YOUR GOAL: Could you reproduce the lines below from the one with "let (center, tangent) = backbone.sample(0.5);" through the one with "let bottom = push_ring(&mut"? Keep both ends and add nothing.

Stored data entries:
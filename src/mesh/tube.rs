//! Ring extrusion along a polyline with a parallel-transported frame

use std::f32::consts::{PI, TAU};

use crate::core::types::{Quat, Vec2, Vec3};
use crate::mesh::MeshData;

/// Polyline with cumulative arc lengths, sampled by normalized arc length
#[derive(Debug, Clone)]
pub struct Backbone {
    points: Vec<Vec3>,
    arcs: Vec<f32>,
}

impl Backbone {
    /// Consecutive duplicate points are dropped so no segment has zero length
    pub fn new(points: impl IntoIterator<Item = Vec3>) -> Self {
        let mut filtered: Vec<Vec3> = Vec::new();
        for p in points {
            if filtered.last().is_none_or(|last| last.distance_squared(p) > 1e-12) {
                filtered.push(p);
            }
        }
        let mut arcs = Vec::with_capacity(filtered.len());
        let mut total = 0.0;
        for (i, p) in filtered.iter().enumerate() {
            if i > 0 {
                total += filtered[i - 1].distance(*p);
            }
            arcs.push(total);
        }
        Self { points: filtered, arcs }
    }

    pub fn length(&self) -> f32 {
        self.arcs.last().copied().unwrap_or(0.0)
    }

    /// Center and unit tangent at normalized arc length `t`.
    ///
    /// Exactly on an interior point the tangent is the miter of both segments.
    pub fn sample(&self, t: f32) -> (Vec3, Vec3) {
        let Some(&first) = self.points.first() else {
            return (Vec3::ZERO, Vec3::Y);
        };
        if self.points.len() < 2 {
            return (first, Vec3::Y);
        }
        let s = t.clamp(0.0, 1.0) * self.length();
        let k = self.arcs.partition_point(|&a| a <= s).clamp(1, self.points.len() - 1) - 1;
        let (a, b) = (self.points[k], self.points[k + 1]);
        let span = self.arcs[k + 1] - self.arcs[k];
        let f = ((s - self.arcs[k]) / span).clamp(0.0, 1.0);
        let dir = (b - a).normalize_or(Vec3::Y);

        let tangent = if f < 1e-5 && k > 0 {
            let incoming = (a - self.points[k - 1]).normalize_or(dir);
            (incoming + dir).normalize_or(dir)
        } else {
            dir
        };
        (a.lerp(b, f), tangent)
    }
}

/// Shortest rotation taking `from` onto `to`, stable for (anti)parallel input
pub fn rotation_arc(from: Vec3, to: Vec3) -> Quat {
    const DOT_THRESHOLD: f32 = 0.9999;
    let dot = from.dot(to);
    if dot < -DOT_THRESHOLD {
        return Quat::from_axis_angle(from.any_orthonormal_vector(), PI);
    }
    if dot > DOT_THRESHOLD {
        return Quat::IDENTITY;
    }
    Quat::from_rotation_arc(from, to)
}

/// Ring rotations for a sequence of tangents; each maps local +Y onto its tangent
pub fn transport_frames(tangents: &[Vec3]) -> Vec<Quat> {
    let mut frames = Vec::with_capacity(tangents.len());
    let mut previous = Vec3::Y;
    let mut rotation = Quat::IDENTITY;
    for &tangent in tangents {
        rotation = (rotation_arc(previous, tangent) * rotation).normalize();
        previous = tangent;
        frames.push(rotation);
    }
    frames
}

/// Local ring direction at angle `theta`: cos on local X, sin on local Z
#[inline]
pub fn ring_direction(theta: f32) -> Vec3 {
    let (sin, cos) = theta.sin_cos();
    Vec3::new(cos, 0.0, sin)
}

/// Push one ring of `segments` vertices with no seam duplicate.
///
/// `radius` receives the vertex index and its angle.
pub fn push_ring(
    mesh: &mut MeshData,
    center: Vec3,
    rotation: Quat,
    segments: u32,
    v: f32,
    radius: impl Fn(u32, f32) -> f32,
) -> u32 {
    let start = mesh.vertex_count() as u32;
    for j in 0..segments {
        let u = j as f32 / segments as f32;
        let theta = u * TAU;
        let normal = rotation * ring_direction(theta);
        let tangent = rotation * ring_direction(theta + PI * 0.5);
        mesh.push_vertex(center + normal * radius(j, theta), normal, tangent.extend(1.0), Vec2::new(u, v));
    }
    start
}

/// Two triangles per quad between consecutive rings, wrapping around
pub fn connect_rings(mesh: &mut MeshData, bottom: u32, top: u32, segments: u32, id: u32) {
    for j in 0..segments {
        let next = (j + 1) % segments;
        let (a, b) = (bottom + j, bottom + next);
        let (c, d) = (top + j, top + next);
        mesh.push_triangle(a, c, b, id);
        mesh.push_triangle(b, c, d, id);
    }
}

#[cfg(test)]
mod tests {
    use super::*;

    #[test]
    fn test_backbone_sample_straight() {
        let backbone = Backbone::new([Vec3::ZERO, Vec3::Y, Vec3::Y * 2.0]);
        assert_eq!(backbone.length(), 2.0);
        let (center, tangent) = backbone.sample(0.25);
        assert!(center.abs_diff_eq(Vec3::new(0.0, 0.5, 0.0), 1e-6));
        assert!(tangent.abs_diff_eq(Vec3::Y, 1e-6));
        let (end, _) = backbone.sample(1.0);
        assert!(end.abs_diff_eq(Vec3::Y * 2.0, 1e-6));
    }

    #[test]
    fn test_backbone_drops_duplicates() {
        let backbone = Backbone::new([Vec3::ZERO, Vec3::ZERO, Vec3::X]);
        let (_, tangent) = backbone.sample(0.0);
        assert!(tangent.abs_diff_eq(Vec3::X, 1e-6));
    }

    #[test]
    fn test_miter_at_corner() {
        let backbone = Backbone::new([Vec3::ZERO, Vec3::Y, Vec3::Y + Vec3::X]);
        let (center, tangent) = backbone.sample(0.5);
        assert!(center.abs_diff_eq(Vec3::Y, 1e-6));
        assert!(tangent.abs_diff_eq((Vec3::X + Vec3::Y).normalize(), 1e-5));
    }

    #[test]
    fn test_transport_frames_follow_tangent() {
        let tangents = [Vec3::Y, (Vec3::Y + Vec3::X).normalize(), Vec3::X, Vec3::NEG_Y];
        for (rotation, tangent) in transport_frames(&tangents).iter().zip(tangents) {
            assert!((*rotation * Vec3::Y).abs_diff_eq(tangent, 1e-4));
        }
    }

    #[test]
    fn test_ring_winding_faces_outward() {
        let mut mesh = MeshData::new();
        let bottom = push_ring(&mut mesh, Vec3::ZERO, Quat::IDENTITY, 8, 0.0, |_, _| 1.0);
        let top = push_ring(&mut mesh, Vec3::Y, Quat::IDENTITY, 8, 1.0, |_, _| 1.0);
        connect_rings(&mut mesh, bottom, top, 8, 0);
        assert_eq!(mesh.triangle_count(), 16);
        for tri in mesh.indices.chunks_exact(3) {
            let [a, b, c] = [tri[0], tri[1], tri[2]].map(|i| mesh.positions[i as usize]);
            let face = (b - a).cross(c - a);
            let centroid = (a + b + c) / 3.0;
            let outward = Vec3::new(centroid.x, 0.0, centroid.z);
            assert!(face.dot(outward) > 0.0);
        }
    }
}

WRITTEN RESPONSE:
        let (center, tangent) = backbone.sample(0.5);
        assert!(center.abs_diff_eq(Vec3::Y, 1e-6));
        assert!(tangent.abs_diff_eq((Vec3::X + Vec3::Y).normalize(), 1e-5));
    }

    #[test]
    fn test_transport_frames_follow_tangent() {
        let tangents = [Vec3::Y, (Vec3::Y + Vec3::X).normalize(), Vec3::X, Vec3::NEG_Y];
        for (rotation, tangent) in transport_frames(&tangents).iter().zip(tangents) {
            assert!((*rotation * Vec3::Y).abs_diff_eq(tangent, 1e-4));
        }
    }

    #[test]
    fn test_ring_winding_faces_outward() {
        let mut mesh = MeshData::new();
        let bottom = push_ring(&mut mesh, Vec3::ZERO, Quat::IDENTITY, 8, 0.0, |_, _| 1.0);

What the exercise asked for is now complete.